Hospitality in the ancient world, and especially in the Ancient Near East, was a sacred responsibility. Even today, to be invited to a Jewish home and not to be offered something to eat and drink is a sign of disrespect. In ancient Israel, when you invited someone to your home, it was customary to provide water for your guest to wash their dusty, tired feet. It was customary to welcome them into your home with a kiss. If you had sufficient means it was customary to anoint their head with a little oil. Simon had done none of those things for Messiah. Inviting Him to his home seems to have been an act of condescension, as though he was doing Yeshua a favor, and so he had dispensed with the usual politeness.
You see, it wasn’t just Simon’s lack of love compared to the woman generally that earned him the rebuke. It was his lack of love for Yeshua – this is all about Him. And we must not miss that. The extent to which you either love Him and give Him your very best, or treat Him with indifference, will be the determining factor in the disposition of how you spend eternity!
When was the last time you were on your knees before Him? Kneeling has become almost foreign to our culture. It is a sign of submission, and can also be a posture of adoration. If a billion followers of Islam can bow down 5 times per day, misguided as they are, certainly we ought to gladly bow before the Lord God of Israel and Messiah Yeshua the Son of God.
Messiah tells Simon the Pharisee that the woman’s many sins, in view of her love for and faith in Him, are forgiven. And now Yeshua turns to the woman directly and declares it.
Then He said to her, “Your sins have been forgiven.” Those who were reclining at the table with Him began to say to themselves, “Who is this man who even forgives sins?” And He said to the woman, “Your faith has saved you; go in peace.”
The forgiven sinner comes away from this encounter joyful and with a clean slate and a fresh start. The self-righteous come away from this encounter critical of Yeshua and even more hard-hearted. And that is the nature of things with Messiah. He is the “Stone of stumbling” and the “Rock of offense” to the self-satisfied. But to the humble, He is the Fountain of Living Water. Yeshua the Messiah is the most pivotal individual in all of human history. How we approach Him is the single most important decision each one of us will make in this life.

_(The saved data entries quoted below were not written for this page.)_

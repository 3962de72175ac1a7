mod rest;
mod stream;

pub use rest::AlpacaVenue;

use common::{Error, Result};
use rust_decimal::Decimal;

pub(crate) fn decimal(value: f64) -> Result<Decimal> {
    Decimal::try_from(value).map_err(|e| Error::MarketData(format!("bad price value {value}: {e}")))
}
use chrono::{DateTime, Utc};
use rust_decimal::Decimal;
use serde::{Deserialize, Serialize};

/// A single OHLCV candle. Immutable once emitted by a venue.
#[derive(Debug, Clone, PartialEq, Serialize, Deserialize)]
pub struct Bar {
    pub time: DateTime<Utc>,
    pub open: Decimal,
    pub high: Decimal,
    pub low: Decimal,
    pub close: Decimal,
    pub volume: Decimal,
}

/// An open long commitment on one symbol. At most one exists per symbol
/// at any time; created by `TradingVenue::open`, consumed by `close`.
#[derive(Debug, Clone, PartialEq)]
pub struct Position {
    pub symbol: String,
    /// Fill price per unit.
    pub entry_price: Decimal,
    pub qty: Decimal,
    /// Gross cash committed when the position was opened.
    pub spend: Decimal,
    pub open_time: DateTime<Utc>,
}

/// A completed open-then-close cycle with realized gain.
#[derive(Debug, Clone, Default, PartialEq)]
pub struct Deal {
    pub symbol: String,
    pub buy_time: Option<DateTime<Utc>>,
    pub sell_time: Option<DateTime<Utc>>,
    pub buy_price: Decimal,
    pub sell_price: Decimal,
    pub qty: Decimal,
    pub spend: Decimal,
    pub gain: Decimal,
}

/// Trading instruction emitted by an indicator.
#[derive(Debug, Clone, Copy, PartialEq, Eq)]
pub enum Action {
    Buy,
    Hold,
    Sell,
}

impl Action {
    /// Numeric encoding used by the ensemble score: +1 / 0 / -1.
    pub fn weight(self) -> f64 {
        match self {
            Action::Buy => 1.0,
            Action::Hold => 0.0,
            Action::Sell => -1.0,
        }
    }
}

impl std::fmt::Display for Action {
    fn fmt(&self, f: &mut std::fmt::Formatter<'_>) -> std::fmt::Result {
        match self {
            Action::Buy => write!(f, "buy"),
            Action::Hold => write!(f, "hold"),
            Action::Sell => write!(f, "sell"),
        }
    }
}

/// An action paired with a confidence in [0, 1].
#[derive(Debug, Clone, Copy, PartialEq)]
pub struct Signal {
    pub action: Action,
    pub confidence: f64,
}

impl Signal {
    pub fn new(action: Action, confidence: f64) -> Self {
        Self { action, confidence }
    }

    /// Hold always carries full confidence.
    pub fn hold() -> Self {
        Self::new(Action::Hold, 1.0)
    }
}
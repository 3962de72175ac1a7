use std::fs::File;
use std::io::BufReader;
use std::path::PathBuf;

use chrono::{DateTime, TimeZone, Utc};
use rust_decimal::Decimal;
use serde::Deserialize;
use tokio::sync::mpsc;

use common::{Bar, BarStream, Error, Result, ShutdownSignal};

/// One CSV row: `timestamp,open,high,low,close,volume`. The timestamp is
/// epoch seconds; fractional values are tolerated and truncated.
#[derive(Debug, Deserialize)]
struct CsvBar {
    timestamp: f64,
    open: Decimal,
    high: Decimal,
    low: Decimal,
    close: Decimal,
    volume: Decimal,
}

impl CsvBar {
    fn into_bar(self) -> Result<Bar> {
        let time = Utc
            .timestamp_opt(self.timestamp as i64, 0)
            .single()
            .ok_or_else(|| Error::Csv(format!("bad bar timestamp: {}", self.timestamp)))?;

        Ok(Bar {
            time,
            open: self.open,
            high: self.high,
            low: self.low,
            close: self.close,
            volume: self.volume,
        })
    }
}

/// Streams one symbol's CSV history, restricted to the configured window.
pub(crate) struct BarReader {
    path: PathBuf,
    start: DateTime<Utc>,
    end: DateTime<Utc>,
}

impl BarReader {
    pub(crate) fn new(path: PathBuf, start: DateTime<Utc>, end: DateTime<Utc>) -> Self {
        Self { path, start, end }
    }

    /// Spawn the reader and hand back its channels. Parsing runs on the
    /// blocking pool; the feed stops at end of file, on the first bad row,
    /// when the consumer hangs up, or when `shutdown` fires.
    pub(crate) fn stream(self, shutdown: ShutdownSignal) -> BarStream {
        let (bar_tx, bar_rx) = mpsc::channel(1);
        let (err_tx, err_rx) = mpsc::channel(1);

        tokio::task::spawn_blocking(move || {
            if let Err(e) = self.read_into(&bar_tx, &shutdown) {
                let _ = err_tx.blocking_send(e);
            }
        });

        BarStream {
            bars: bar_rx,
            errors: err_rx,
        }
    }

    fn read_into(&self, tx: &mpsc::Sender<Bar>, shutdown: &ShutdownSignal) -> Result<()> {
        let file = File::open(&self.path)
            .map_err(|e| Error::Io(e).context(format!("unable to open {}", self.path.display())))?;
        let mut reader = csv::Reader::from_reader(BufReader::new(file));

        for row in reader.deserialize::<CsvBar>() {
            let bar = row
                .map_err(|e| Error::Csv(format!("failed to read bar data: {e}")))?
                .into_bar()?;

            if !(bar.time > self.start && bar.time < self.end) {
                continue;
            }

            if shutdown.is_triggered() || tx.blocking_send(bar).is_err() {
                return Ok(());
            }
        }

        Ok(())
    }
}
use common::{Asset, Error, Position, Result};
use rust_decimal::prelude::ToPrimitive;

/// Decides whether an open position must be force-closed.
pub trait PositionValidator: Send + Sync {
    fn needs_close(&self, asset: &Asset, position: &Position) -> Result<bool>;
}

/// Closes once the price ratio to entry crosses either threshold, e.g.
/// `take_profit: 1.05, stop_loss: 0.95`.
pub struct ThresholdValidator {
    pub take_profit: f64,
    pub stop_loss: f64,
}

impl PositionValidator for ThresholdValidator {
    fn needs_close(&self, asset: &Asset, position: &Position) -> Result<bool> {
        let bar = asset
            .last_bar()
            .map_err(|e| e.context(format!("no price for {}", asset.symbol())))?;

        let pct = bar
            .close
            .checked_div(position.entry_price)
            .ok_or_else(|| Error::InvalidArgument("position entry price is zero".into()))?
            .to_f64()
            .unwrap_or_default();

        Ok(pct >= self.take_profit || pct <= self.stop_loss)
    }
}
use std::collections::BTreeMap;
use std::io::Write;
use std::path::Path;
use std::sync::Mutex;

use chrono::{DateTime, Utc};
use rust_decimal::prelude::ToPrimitive;
use rust_decimal::Decimal;
use serde::Serialize;
use tracing::info;

use common::{Deal, Error, Result};
use strategy::DealSink;

/// Thread-safe accumulator of closed deals, serialized to JSON at the end
/// of a run.
///
/// `total_gain` only appears when the cumulative figure is positive; losses
/// surface through the per-deal `gain` strings and the percent fields. An
/// empty report serializes as `{}`.
#[derive(Default)]
pub struct Report {
    inner: Mutex<Inner>,
}

#[derive(Default)]
struct Inner {
    deals: BTreeMap<String, Vec<JsonDeal>>,
    spent: Decimal,
    gained: Decimal,
}

#[derive(Debug, Clone, Serialize)]
struct JsonDeal {
    #[serde(skip_serializing_if = "Option::is_none")]
    buy_time: Option<DateTime<Utc>>,
    #[serde(skip_serializing_if = "Option::is_none")]
    sell_time: Option<DateTime<Utc>>,
    spend: String,
    gain: String,
    #[serde(skip_serializing_if = "Option::is_none")]
    gain_pct: Option<f64>,
}

#[derive(Serialize)]
struct JsonReport<'a> {
    #[serde(skip_serializing_if = "Option::is_none")]
    total_gain: Option<String>,
    #[serde(skip_serializing_if = "Option::is_none")]
    total_gain_pct: Option<f64>,
    #[serde(skip_serializing_if = "BTreeMap::is_empty")]
    deals: &'a BTreeMap<String, Vec<JsonDeal>>,
}

impl Report {
    pub fn new() -> Self {
        Self::default()
    }

    pub fn write(&self, mut w: impl Write) -> Result<()> {
        let inner = self.inner.lock().unwrap();

        let total_pct = ratio(inner.gained, inner.spent);
        let report = JsonReport {
            total_gain: (inner.gained > Decimal::ZERO).then(|| inner.gained.to_string()),
            total_gain_pct: (total_pct != 0.0).then_some(total_pct),
            deals: &inner.deals,
        };

        serde_json::to_writer(&mut w, &report)
            .map_err(|e| Error::Io(std::io::Error::other(e)))
            .map_err(|e| e.context("failed to write trading report"))?;
        w.write_all(b"\n")?;
        Ok(())
    }

    pub fn write_to_file(&self, path: &Path) -> Result<()> {
        let f = std::fs::File::create(path)
            .map_err(|e| Error::Io(e).context("failed to create report file"))?;
        self.write(f)
    }
}

impl DealSink for Report {
    fn submit_deal(&self, deal: Deal) {
        let mut inner = self.inner.lock().unwrap();

        let deal_pct = ratio(deal.gain, deal.spend);
        inner.spent += deal.spend;
        inner.gained += deal.gain;
        let total_pct = ratio(inner.gained, inner.spent);

        inner
            .deals
            .entry(deal.symbol.clone())
            .or_default()
            .push(JsonDeal {
                buy_time: deal.buy_time,
                sell_time: deal.sell_time,
                spend: deal.spend.to_string(),
                gain: deal.gain.to_string(),
                gain_pct: (deal_pct != 0.0).then_some(deal_pct),
            });

        info!(
            symbol = %deal.symbol,
            gain_pct = deal_pct,
            total_gain_pct = total_pct,
            buy_time = ?deal.buy_time,
            sell_time = ?deal.sell_time,
            "deal closed"
        );
    }
}

/// `gain / spend` as a float, 0.0 when nothing was spent.
fn ratio(gain: Decimal, spend: Decimal) -> f64 {
    if spend.is_zero() {
        return 0.0;
    }
    (gain / spend).to_f64().unwrap_or_default()
}
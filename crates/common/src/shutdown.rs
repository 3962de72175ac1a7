use std::sync::atomic::{AtomicBool, Ordering};
use std::sync::Arc;

use tokio::sync::Notify;

/// Cooperative cancellation handle shared by the agent and its workers.
///
/// Cloning is cheap; all clones observe the same trigger. Once triggered it
/// never resets.
#[derive(Clone, Default)]
pub struct ShutdownSignal {
    inner: Arc<Inner>,
}

#[derive(Default)]
struct Inner {
    triggered: AtomicBool,
    notify: Notify,
}

impl ShutdownSignal {
    pub fn new() -> Self {
        Self::default()
    }

    pub fn trigger(&self) {
        self.inner.triggered.store(true, Ordering::SeqCst);
        self.inner.notify.notify_waiters();
    }

    pub fn is_triggered(&self) -> bool {
        self.inner.triggered.load(Ordering::SeqCst)
    }

    /// Resolves once the signal has been triggered.
    pub async fn cancelled(&self) {
        loop {
            if self.is_triggered() {
                return;
            }
            let notified = self.inner.notify.notified();
            tokio::pin!(notified);
            // Register before re-checking so a trigger between the check and
            // the await cannot be missed.
            notified.as_mut().enable();
            if self.is_triggered() {
                return;
            }
            notified.await;
        }
    }
}
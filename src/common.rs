//! Module containing traits shared by every bounded type in this crate.

/// Provides common introspection methods across the limiter,
/// the ordered queue and both group flavors.
pub trait Bounded {
    /// The maximum number of operations that may be in flight at once.
    fn limit(&self) -> usize;

    /// The number of operations currently admitted.
    ///
    /// This is a snapshot: by the time it is returned, workers may
    /// already have been admitted or released.
    fn in_flight(&self) -> usize;

    /// How many more operations could be admitted right now.
    fn available(&self) -> usize {
        self.limit().saturating_sub(self.in_flight())
    }
}
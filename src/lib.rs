//! Bounded concurrency primitives with ordered results
//!
//! This crate provides a counting admission gate ([`Limiter`]), a work queue
//! that runs its items concurrently but hands outputs back strictly in the
//! order the inputs were pushed ([`OrderedQueue`]), and two groups built on
//! top of them: a typed send/receive [`Group`] that stops at the first failed
//! result, and a fire-and-forget [`ErrGroup`] that keeps the first error.
//!
//! Every pushed item gets its own tokio task. Only `limit` of those tasks
//! run their transform at any given time; the rest wait for a slot. Outputs
//! are retrieved from the head of the queue only, so a slow early item holds
//! back later items that already finished. That is the price of strict
//! ordering and is not configurable.
//!
//! Nothing pushed can be cancelled, and there are no timeouts: wrap the
//! transform if you need either.
//!
//! ```rust
//! use futures_limiter::OrderedQueue;
//! use std::time::Duration;
//!
//! tokio_test::block_on(async {
//!     let queue = OrderedQueue::new(5, |n: u64| async move {
//!         // Later items finish first.
//!         tokio::time::sleep(Duration::from_millis(10 - n)).await;
//!         n * 10
//!     });
//!     for n in 0..10 {
//!         queue.push(n);
//!     }
//!
//!     let mut outputs = Vec::new();
//!     while let Some(out) = queue.pop_wait().await {
//!         outputs.push(out);
//!     }
//!     assert_eq!(outputs, (0..10).map(|n| n * 10).collect::<Vec<_>>());
//! });
//! ```
//!
//! Events are emitted through `tracing`; no subscriber is installed.
pub mod builder;
pub mod common;
pub mod errgroup;
pub mod group;
pub mod limiter;
pub mod queue;

pub use crate::builder::Builder;
pub use crate::common::Bounded;
pub use crate::errgroup::ErrGroup;
pub use crate::group::Group;
pub use crate::limiter::{Limiter, Permit};
pub use crate::queue::OrderedQueue;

Let me close with these thoughts:
This encounter perfectly illustrates the difference between casual curiosity (the Pharisee) and sheer determination (the sinner). A woman with a reputation knowingly risks embarrassment by coming into a pious Pharisee’s home; just like Zaccheus, a hated tax-collector, scorned for being short, knowingly risked embarrassment by climbing up a tree – and for the very same reason: for just one opportunity to see Yeshua! And the outcome was the same! To Zaccheus it was said, “Today salvation has come to this home!” To the woman it was said, “Your faith has saved you!”
Seek out Yeshua at all costs! Don’t let anything stop you. Your eternal standing with God is far too important than to worry about what some people will think! And if you would learn from this forgiven woman, then where Messiah Yeshua is concerned, throw caution to the wind. Come to Him with reckless abandon.